━━━━━ Records shown ━━━━━

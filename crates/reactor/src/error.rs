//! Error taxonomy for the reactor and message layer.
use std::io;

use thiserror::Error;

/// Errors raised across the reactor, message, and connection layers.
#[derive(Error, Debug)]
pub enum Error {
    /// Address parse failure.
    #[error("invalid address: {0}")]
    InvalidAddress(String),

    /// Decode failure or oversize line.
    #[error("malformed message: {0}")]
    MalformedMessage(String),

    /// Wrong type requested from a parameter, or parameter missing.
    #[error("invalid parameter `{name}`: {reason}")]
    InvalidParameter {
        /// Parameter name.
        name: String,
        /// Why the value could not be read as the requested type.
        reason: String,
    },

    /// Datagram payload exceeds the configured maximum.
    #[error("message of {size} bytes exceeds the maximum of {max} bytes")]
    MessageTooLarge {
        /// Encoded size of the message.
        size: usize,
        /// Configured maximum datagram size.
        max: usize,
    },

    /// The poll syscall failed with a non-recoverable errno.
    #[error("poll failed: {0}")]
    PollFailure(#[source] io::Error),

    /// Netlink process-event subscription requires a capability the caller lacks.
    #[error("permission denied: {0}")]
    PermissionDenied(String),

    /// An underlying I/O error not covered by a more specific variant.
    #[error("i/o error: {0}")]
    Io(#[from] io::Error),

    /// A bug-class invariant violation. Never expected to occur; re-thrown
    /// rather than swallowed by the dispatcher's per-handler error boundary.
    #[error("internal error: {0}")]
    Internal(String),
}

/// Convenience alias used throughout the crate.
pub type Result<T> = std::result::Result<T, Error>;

━━━━━

> **What you should do**
Nothing but a number should be given: the count of lines in the data above with the word "reactor".

> **Result below**
3